BEGIN

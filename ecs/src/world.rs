use std::any::{Any, TypeId};
use std::collections::HashMap;

use crate::entity::{Entity, EntityAllocator};
use crate::sparse_set::SparseSet;

/// Errors produced by [`World`] operations.
#[derive(Debug, Clone, Copy, PartialEq, Eq, thiserror::Error)]
pub enum EcsError {
    #[error("{0} is not alive")]
    DeadEntity(Entity),
}

/// Type-erased access to a component storage, used when despawning.
trait ComponentStorage: Any + Send + Sync {
    fn remove_index(&mut self, entity_index: u32);
    fn as_any(&self) -> &dyn Any;
    fn as_any_mut(&mut self) -> &mut dyn Any;
}

impl<T: Send + Sync + 'static> ComponentStorage for SparseSet<T> {
    fn remove_index(&mut self, entity_index: u32) {
        self.remove(entity_index);
    }

    fn as_any(&self) -> &dyn Any {
        self
    }

    fn as_any_mut(&mut self) -> &mut dyn Any {
        self
    }
}

/// Entities plus one sparse set per component type.
///
/// Queries are read-only iterations; the renderer walks the world once per
/// frame and never mutates it while building passes.
#[derive(Default)]
pub struct World {
    entities: EntityAllocator,
    storages: HashMap<TypeId, Box<dyn ComponentStorage>>,
}

impl World {
    pub fn new() -> Self {
        Self::default()
    }

    /// Spawn an entity with no components.
    pub fn spawn(&mut self) -> Entity {
        let entity = self.entities.allocate();
        log::trace!("World: spawned {}", entity);
        entity
    }

    /// Despawn an entity and drop all of its components.
    pub fn despawn(&mut self, entity: Entity) -> Result<(), EcsError> {
        if !self.entities.deallocate(entity) {
            return Err(EcsError::DeadEntity(entity));
        }
        for storage in self.storages.values_mut() {
            storage.remove_index(entity.index());
        }
        log::trace!("World: despawned {}", entity);
        Ok(())
    }

    pub fn is_alive(&self, entity: Entity) -> bool {
        self.entities.is_alive(entity)
    }

    /// Number of alive entities.
    pub fn entity_count(&self) -> u32 {
        self.entities.count()
    }

    /// Attach a component, returning the replaced value if any.
    pub fn insert<T: Send + Sync + 'static>(
        &mut self,
        entity: Entity,
        component: T,
    ) -> Result<Option<T>, EcsError> {
        if !self.is_alive(entity) {
            return Err(EcsError::DeadEntity(entity));
        }
        Ok(self.storage_mut::<T>().insert(entity.index(), component))
    }

    /// Detach a component.
    pub fn remove<T: Send + Sync + 'static>(&mut self, entity: Entity) -> Option<T> {
        if !self.is_alive(entity) {
            return None;
        }
        self.storages
            .get_mut(&TypeId::of::<T>())?
            .as_any_mut()
            .downcast_mut::<SparseSet<T>>()?
            .remove(entity.index())
    }

    pub fn get<T: Send + Sync + 'static>(&self, entity: Entity) -> Option<&T> {
        if !self.is_alive(entity) {
            return None;
        }
        self.storage::<T>()?.get(entity.index())
    }

    pub fn get_mut<T: Send + Sync + 'static>(&mut self, entity: Entity) -> Option<&mut T> {
        if !self.is_alive(entity) {
            return None;
        }
        self.storages
            .get_mut(&TypeId::of::<T>())?
            .as_any_mut()
            .downcast_mut::<SparseSet<T>>()?
            .get_mut(entity.index())
    }

    /// Read-only access to the storage for `T`, if any entity ever had one.
    pub fn storage<T: Send + Sync + 'static>(&self) -> Option<&SparseSet<T>> {
        self.storages
            .get(&TypeId::of::<T>())?
            .as_any()
            .downcast_ref::<SparseSet<T>>()
    }

    fn storage_mut<T: Send + Sync + 'static>(&mut self) -> &mut SparseSet<T> {
        let storage = self
            .storages
            .entry(TypeId::of::<T>())
            .or_insert_with(|| Box::new(SparseSet::<T>::new()));
        match storage.as_any_mut().downcast_mut::<SparseSet<T>>() {
            Some(set) => set,
            None => unreachable!("storage registered under a foreign TypeId"),
        }
    }

    /// Iterate entities holding a `T`.
    pub fn query<T: Send + Sync + 'static>(&self) -> impl Iterator<Item = (Entity, &T)> + '_ {
        self.storage::<T>()
            .into_iter()
            .flat_map(|set| set.iter())
            .filter_map(move |(index, a)| Some((self.entities.entity_at(index)?, a)))
    }

    /// Iterate entities holding both an `A` and a `B`, in `A`'s dense order.
    pub fn query2<A, B>(&self) -> impl Iterator<Item = (Entity, &A, &B)> + '_
    where
        A: Send + Sync + 'static,
        B: Send + Sync + 'static,
    {
        let b_set = self.storage::<B>();
        self.query::<A>().filter_map(move |(entity, a)| {
            let b = b_set?.get(entity.index())?;
            Some((entity, a, b))
        })
    }

    /// Iterate entities holding an `A`, a `B` and a `C`, in `A`'s dense order.
    pub fn query3<A, B, C>(&self) -> impl Iterator<Item = (Entity, &A, &B, &C)> + '_
    where
        A: Send + Sync + 'static,
        B: Send + Sync + 'static,
        C: Send + Sync + 'static,
    {
        let c_set = self.storage::<C>();
        self.query2::<A, B>().filter_map(move |(entity, a, b)| {
            let c = c_set?.get(entity.index())?;
            Some((entity, a, b, c))
        })
    }
}

impl std::fmt::Debug for World {
    fn fmt(&self, f: &mut std::fmt::Formatter<'_>) -> std::fmt::Result {
        f.debug_struct("World")
            .field("entities", &self.entities.count())
            .field("component_types", &self.storages.len())
            .finish()
    }
}
//! Renderable capabilities.
//!
//! An entity is drawn when it carries [`Transform`], [`Mesh`] and
//! [`Material`]; a [`Camera`] entity defines the view.

mod camera;
mod material;
mod mesh;
mod transform;

pub use camera::{Camera, CameraProjection};
pub use material::{AlphaMode, Material};
pub use mesh::{Mesh, MeshHandle};
pub use transform::Transform;
//! Scene data uploads that feed the forward passes.
//!
//! Two kinds of transfer work run ahead of the draws each frame:
//!
//! | Buffer | Changes | Commands |
//! |--------|---------|----------|
//! | indirect draw arguments | when the scene layout version changes | persistent, re-recorded on change |
//! | instance data | every frame | transient, recorded with the frame |
//!
//! Both passes prefer the transfer queue. The draws that read the buffers
//! wait on them through the regular cross-queue synchronization.

use std::sync::Arc;

use bytemuck::{Pod, Zeroable};

use crate::backend::GpuCommandBuffer;
use crate::error::GraphicsError;
use crate::graph::{NodeId, PassDeclaration, ResourceAccess};
use crate::pipeline::{FrameContext, FramePipeline};
use crate::registry::{ResourceHandle, ResourceRegistry};
use crate::types::{BufferDescriptor, QueueType};

use super::{ExtractedScene, InstanceData};

/// Layout of `VkDrawIndexedIndirectCommand`.
#[repr(C)]
#[derive(Debug, Clone, Copy, PartialEq, Eq, Pod, Zeroable)]
pub struct DrawIndexedIndirect {
    pub index_count: u32,
    pub instance_count: u32,
    pub first_index: u32,
    pub vertex_offset: i32,
    pub first_instance: u32,
}

/// Node ids of the upload passes declared for one frame.
#[derive(Debug, Clone, Copy, PartialEq, Eq, Default)]
pub struct UploadPassIds {
    pub draw_args: Option<NodeId>,
    pub instances: Option<NodeId>,
}

/// Owns the instance and draw-argument buffers of a scene and the
/// persistent commands that fill the latter.
#[derive(Debug)]
pub struct SceneUploads {
    pub instances: ResourceHandle,
    pub draw_args: ResourceHandle,
    capacity: usize,
    /// Persistent draw-argument upload and the layout version it was
    /// recorded for.
    draw_args_upload: Option<(u64, GpuCommandBuffer)>,
}

impl SceneUploads {
    /// Register buffers for up to `capacity` renderables.
    pub fn create(registry: &mut ResourceRegistry, capacity: usize) -> Self {
        let instances = registry.register_buffer(
            BufferDescriptor::new((capacity * size_of::<InstanceData>()) as u64)
                .with_label("instance_data"),
        );
        let draw_args = registry.register_buffer(
            BufferDescriptor::new((capacity * size_of::<DrawIndexedIndirect>()) as u64)
                .with_label("draw_args"),
        );
        Self {
            instances,
            draw_args,
            capacity,
            draw_args_upload: None,
        }
    }

    pub fn capacity(&self) -> usize {
        self.capacity
    }

    /// Version the current draw-argument upload was recorded for.
    pub fn draw_args_version(&self) -> Option<u64> {
        self.draw_args_upload.map(|(version, _)| version)
    }

    /// Re-record the draw-argument upload if `layout_version` differs from
    /// the recorded one. The replaced commands are released once no frame
    /// in flight uses them.
    pub fn prepare(
        &mut self,
        pipeline: &mut FramePipeline,
        scene: &ExtractedScene,
        layout_version: u64,
    ) -> Result<(), GraphicsError> {
        if self.draw_args_version() == Some(layout_version) {
            return Ok(());
        }
        self.check_capacity(scene)?;

        let args = draw_arguments(scene);
        let buffer = pipeline.registry().native(self.draw_args)?;
        let commands = pipeline.record_persistent_commands(
            "draw_args_upload",
            QueueType::Transfer,
            move |recorder| {
                if args.is_empty() {
                    return Ok(());
                }
                recorder.update_buffer(buffer, 0, bytemuck::cast_slice(&args))
            },
        )?;

        if let Some((old_version, old)) = self.draw_args_upload.replace((layout_version, commands)) {
            log::debug!(
                "SceneUploads: draw arguments re-recorded (version {} -> {})",
                old_version,
                layout_version
            );
            pipeline.release_persistent_commands(old);
        }
        Ok(())
    }

    /// Declare the upload passes. Call before the passes reading the
    /// buffers.
    pub fn declare(
        &self,
        pipeline: &FramePipeline,
        frame: &mut FrameContext,
        scene: &Arc<ExtractedScene>,
    ) -> Result<UploadPassIds, GraphicsError> {
        self.check_capacity(scene)?;
        let mut ids = UploadPassIds::default();

        if let Some((_, commands)) = self.draw_args_upload {
            let pass = PassDeclaration::new("draw_args_upload")
                .on_queue(QueueType::Transfer)
                .writes(self.draw_args, ResourceAccess::TransferWrite)
                .with_persistent_commands(commands);
            ids.draw_args = Some(pipeline.declare_pass(frame, pass)?);
        }

        if !scene.is_empty() {
            let buffer = pipeline.registry().native(self.instances)?;
            let scene = Arc::clone(scene);
            let pass = PassDeclaration::new("instance_upload")
                .on_queue(QueueType::Transfer)
                .writes(self.instances, ResourceAccess::TransferWrite)
                .with_work(move |recorder| {
                    let data = scene.instance_data();
                    recorder.update_buffer(buffer, 0, bytemuck::cast_slice(&data))
                });
            ids.instances = Some(pipeline.declare_pass(frame, pass)?);
        }

        Ok(ids)
    }

    /// Release the buffers and the persistent commands.
    pub fn release(self, pipeline: &mut FramePipeline) -> Result<(), GraphicsError> {
        if let Some((_, commands)) = self.draw_args_upload {
            pipeline.release_persistent_commands(commands);
        }
        pipeline.release_resource(self.instances)?;
        pipeline.release_resource(self.draw_args)
    }

    fn check_capacity(&self, scene: &ExtractedScene) -> Result<(), GraphicsError> {
        if scene.len() > self.capacity {
            return Err(GraphicsError::InvalidState(format!(
                "{} renderables exceed the upload capacity of {}",
                scene.len(),
                self.capacity
            )));
        }
        Ok(())
    }
}

/// One indexed draw per item, each instancing its own slot of the
/// instance buffer.
fn draw_arguments(scene: &ExtractedScene) -> Vec<DrawIndexedIndirect> {
    scene
        .items()
        .enumerate()
        .map(|(index, item)| DrawIndexedIndirect {
            index_count: item.index_count,
            instance_count: 1,
            first_index: 0,
            vertex_offset: 0,
            first_instance: index as u32,
        })
        .collect()
}

#[cfg(test)]
mod tests {
    use super::*;
    use crate::backend::dummy::{DummyBackend, RecordedCommand};
    use crate::config::PipelineConfig;
    use cyclonite_ecs::World;
    use cyclonite_ecs::components::{Material, Mesh, MeshHandle, Transform};

    fn scene(count: u32) -> Arc<ExtractedScene> {
        let mut world = World::new();
        for i in 0..count {
            let entity = world.spawn();
            world.insert(entity, Transform::from_xyz(i as f32, 0.0, 0.0)).unwrap();
            world.insert(entity, Mesh::new(MeshHandle::new(0), 36)).unwrap();
            world.insert(entity, Material::default()).unwrap();
        }
        Arc::new(ExtractedScene::extract(&world, 1.0))
    }

    fn setup(cross_queue: bool) -> (Arc<DummyBackend>, FramePipeline, SceneUploads) {
        let backend = Arc::new(DummyBackend::new());
        let config = PipelineConfig::default().with_cross_queue(cross_queue);
        let mut pipeline = FramePipeline::new(backend.clone(), config).unwrap();
        let uploads = SceneUploads::create(pipeline.registry_mut(), 16);
        pipeline.registry_mut().bind_native(uploads.instances, 11).unwrap();
        pipeline.registry_mut().bind_native(uploads.draw_args, 12).unwrap();
        (backend, pipeline, uploads)
    }

    #[test]
    fn test_draw_args_rerecorded_only_on_version_change() {
        let (backend, mut pipeline, mut uploads) = setup(true);
        let scene = scene(3);

        uploads.prepare(&mut pipeline, &scene, 1).unwrap();
        let (_, first) = uploads.draw_args_upload.unwrap();
        assert_eq!(first.queue(), QueueType::Transfer);
        assert_eq!(
            backend.recorded_commands(first).unwrap(),
            vec![RecordedCommand::UpdateBuffer {
                buffer: 12,
                offset: 0,
                size: 3 * size_of::<DrawIndexedIndirect>()
            }]
        );

        uploads.prepare(&mut pipeline, &scene, 1).unwrap();
        assert_eq!(uploads.draw_args_upload.map(|(_, c)| c), Some(first));

        // Nothing in flight, so the old commands go right away.
        uploads.prepare(&mut pipeline, &scene, 2).unwrap();
        assert_eq!(uploads.draw_args_version(), Some(2));
        assert!(backend.recorded_commands(first).is_none());
    }

    #[test]
    fn test_upload_passes_precede_draws() {
        let (backend, mut pipeline, mut uploads) = setup(true);
        let scene = scene(4);
        uploads.prepare(&mut pipeline, &scene, 1).unwrap();

        let mut frame = pipeline.begin_frame().unwrap();
        let ids = uploads.declare(&pipeline, &mut frame, &scene).unwrap();
        let draw = pipeline
            .declare_pass(
                &mut frame,
                PassDeclaration::new("draw")
                    .reads(uploads.instances, ResourceAccess::VertexBuffer)
                    .reads(uploads.draw_args, ResourceAccess::IndirectRead)
                    .with_work(|r| r.draw(36, 4)),
            )
            .unwrap();
        assert_eq!(ids.draw_args.map(|id| id.index()), Some(0));
        assert_eq!(ids.instances.map(|id| id.index()), Some(1));
        assert_eq!(draw.index(), 2);
        pipeline.end_frame(frame).unwrap();

        let stats = pipeline.last_frame_stats().unwrap();
        assert_eq!(stats.edge_count, 2);
        // Instance upload and draw; the persistent upload records nothing.
        assert_eq!(stats.command_count, 2);
        assert!(
            backend
                .submissions()
                .iter()
                .any(|s| s.queue == QueueType::Transfer)
        );
    }

    #[test]
    fn test_capacity_is_enforced() {
        let (_backend, mut pipeline, mut uploads) = setup(false);
        let err = uploads.prepare(&mut pipeline, &scene(17), 1).unwrap_err();
        assert!(matches!(err, GraphicsError::InvalidState(_)));
    }

    #[test]
    fn test_empty_scene_declares_no_instance_upload() {
        let (_backend, mut pipeline, uploads) = setup(false);
        let mut frame = pipeline.begin_frame().unwrap();
        let ids = uploads.declare(&pipeline, &mut frame, &scene(0)).unwrap();
        assert_eq!(ids, UploadPassIds::default());
        pipeline.abort_frame(frame).unwrap();
    }
}
//! Scheduler bridge: parallel command recording over the task pool.
//!
//! Every frame-graph node becomes one task of a
//! [`TaskGraph`](cyclonite_core::TaskGraph). A task's predecessors are
//! exactly its node's graph predecessors, so independent passes record
//! concurrently and dependent passes record in order. No other dependency
//! is introduced.
//!
//! Each node gets its own command buffer, allocated before any task starts.
//! Two tasks therefore never record into the same buffer. A node carrying
//! persistent commands submits those as-is; its task records nothing but
//! still orders its successors.
//!
//! # Architecture
//!
//! | Layer | Type | Purpose |
//! |-------|------|---------|
//! | Pipeline | [`FramePipeline`](crate::pipeline::FramePipeline) | Frames in flight |
//! | **Recording** | [`SchedulerBridge`] | Parallel recording (this module) |
//! | Pass | [`CommandRecorder`] | Commands of one pass |

mod recorder;

pub use recorder::CommandRecorder;

use cyclonite_core::{TaskError, TaskGraph, TaskId, TaskPool};

use crate::backend::{GpuBackend, GpuCommandBuffer};
use crate::error::GraphicsError;
use crate::graph::{FrameGraph, NodeId, PassWork};
use crate::types::QueueType;

/// A node whose commands have been recorded.
#[derive(Debug, Clone)]
pub struct RecordedPass {
    pub node: NodeId,
    pub name: String,
    pub queue: QueueType,
    pub command_buffer: GpuCommandBuffer,
    pub command_count: u32,
}

/// Result of recording one frame graph.
#[derive(Debug, Clone, Default)]
pub struct RecordingReport {
    passes: Vec<RecordedPass>,
    recording_order: Vec<NodeId>,
    max_concurrency: usize,
}

impl RecordingReport {
    /// Recorded passes, indexed by node.
    pub fn passes(&self) -> &[RecordedPass] {
        &self.passes
    }

    pub fn pass(&self, node: NodeId) -> &RecordedPass {
        &self.passes[node.index()]
    }

    /// Nodes in the order their recording finished.
    pub fn recording_order(&self) -> &[NodeId] {
        &self.recording_order
    }

    /// Most passes that were recording at the same time.
    pub fn max_concurrency(&self) -> usize {
        self.max_concurrency
    }

    pub fn command_count(&self) -> u32 {
        self.passes.iter().map(|p| p.command_count).sum()
    }
}

type Outcome = Option<Result<u32, GraphicsError>>;

/// Maps frame-graph nodes onto pool tasks.
#[derive(Debug)]
pub struct SchedulerBridge {
    pool: TaskPool,
}

impl SchedulerBridge {
    pub fn new(worker_count: usize) -> Self {
        Self {
            pool: TaskPool::new(worker_count),
        }
    }

    pub fn worker_count(&self) -> usize {
        self.pool.worker_count()
    }

    /// Record every node of `graph` into command buffers owned by `slot`.
    ///
    /// Work units are taken out of the graph. On error the frame must be
    /// discarded; command buffers already allocated stay with the slot and
    /// are recycled on its next reuse.
    pub fn record(
        &self,
        graph: &mut FrameGraph,
        backend: &dyn GpuBackend,
        slot: usize,
    ) -> Result<RecordingReport, GraphicsError> {
        cyclonite_core::profile_function!();

        let node_count = graph.len();
        let order: Vec<NodeId> = graph.topological_order().to_vec();

        let mut works: Vec<Option<PassWork>> = Vec::with_capacity(node_count);
        let mut command_buffers = Vec::with_capacity(node_count);
        for index in 0..node_count {
            let id = NodeId::new(index as u32);
            let node = graph.node(id);
            let command_buffer = match node.persistent_commands() {
                Some(persistent) => RecordTarget::Persistent(persistent),
                None => RecordTarget::Slot(backend.allocate_command_buffer(slot, node.queue())?),
            };
            works.push(graph.take_work(id));
            command_buffers.push(command_buffer);
        }

        let mut outcomes: Vec<Outcome> = (0..node_count).map(|_| None).collect();
        let task_report = {
            let graph: &FrameGraph = graph;
            let mut outcome_slots: Vec<Option<&mut Outcome>> =
                outcomes.iter_mut().map(Some).collect();
            let mut task_ids: Vec<Option<TaskId>> = vec![None; node_count];
            let mut tasks = TaskGraph::with_capacity(node_count);

            for &id in &order {
                let node = graph.node(id);
                let Some(outcome) = outcome_slots[id.index()].take() else {
                    continue;
                };
                // Topological order guarantees every predecessor already has a task.
                let predecessors: Vec<TaskId> = node
                    .predecessors()
                    .iter()
                    .filter_map(|p| task_ids[p.index()])
                    .collect();
                let work = works[id.index()].take();
                let command_buffer = command_buffers[id.index()];
                let name = node.name();

                let task = tasks.add_task(name, &predecessors, move || {
                    *outcome = Some(match command_buffer {
                        RecordTarget::Slot(command_buffer) => {
                            record_pass(backend, command_buffer, name, work)
                        }
                        RecordTarget::Persistent(_) => Ok(0),
                    });
                });
                task_ids[id.index()] = Some(task);
            }

            self.pool.run(tasks).map_err(|err| match err {
                TaskError::Panicked { name, message } => GraphicsError::Recording {
                    pass: name,
                    reason: format!("panicked: {}", message),
                },
            })?
        };

        let mut passes = Vec::with_capacity(node_count);
        for (index, outcome) in outcomes.into_iter().enumerate() {
            let node = graph.node(NodeId::new(index as u32));
            let command_count = match outcome {
                Some(Ok(count)) => count,
                Some(Err(err)) => return Err(err),
                None => {
                    return Err(GraphicsError::Recording {
                        pass: node.name().to_string(),
                        reason: "task did not run".into(),
                    });
                }
            };
            passes.push(RecordedPass {
                node: node.id(),
                name: node.name().to_string(),
                queue: node.queue(),
                command_buffer: command_buffers[index].command_buffer(),
                command_count,
            });
        }

        // Tasks were added in topological order, so task index i is order[i].
        let recording_order = task_report
            .completion_order()
            .iter()
            .map(|task| order[task.index()])
            .collect();

        log::trace!(
            "SchedulerBridge: recorded {} passes on {} workers (max concurrency {})",
            node_count,
            task_report.workers_used(),
            task_report.max_concurrency()
        );

        Ok(RecordingReport {
            passes,
            recording_order,
            max_concurrency: task_report.max_concurrency(),
        })
    }
}

#[derive(Debug, Clone, Copy)]
enum RecordTarget {
    Slot(GpuCommandBuffer),
    Persistent(GpuCommandBuffer),
}

impl RecordTarget {
    fn command_buffer(self) -> GpuCommandBuffer {
        match self {
            Self::Slot(cmd) | Self::Persistent(cmd) => cmd,
        }
    }
}

/// Record `work` into `command_buffer`, bracketed by begin and end.
pub(crate) fn record_pass(
    backend: &dyn GpuBackend,
    command_buffer: GpuCommandBuffer,
    name: &str,
    work: Option<PassWork>,
) -> Result<u32, GraphicsError> {
    cyclonite_core::profile_scope_dynamic!(name);

    backend.begin_command_buffer(command_buffer)?;
    let mut recorder = CommandRecorder::new(backend, command_buffer, name);
    if let Some(work) = work {
        work(&mut recorder).map_err(|err| match err {
            fatal if fatal.is_pipeline_fatal() => fatal,
            recording @ GraphicsError::Recording { .. } => recording,
            other => GraphicsError::Recording {
                pass: name.to_string(),
                reason: other.to_string(),
            },
        })?;
    }
    let count = recorder.command_count();
    backend.end_command_buffer(command_buffer)?;
    Ok(count)
}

END

## PROBLEM DESCRIPTION
Return all lines from the data that include the string "TaskId".

## TASK RESPONSE
use cyclonite_core::{TaskError, TaskGraph, TaskId, TaskPool};
            let mut task_ids: Vec<Option<TaskId>> = vec![None; node_count];
                let predecessors: Vec<TaskId> = node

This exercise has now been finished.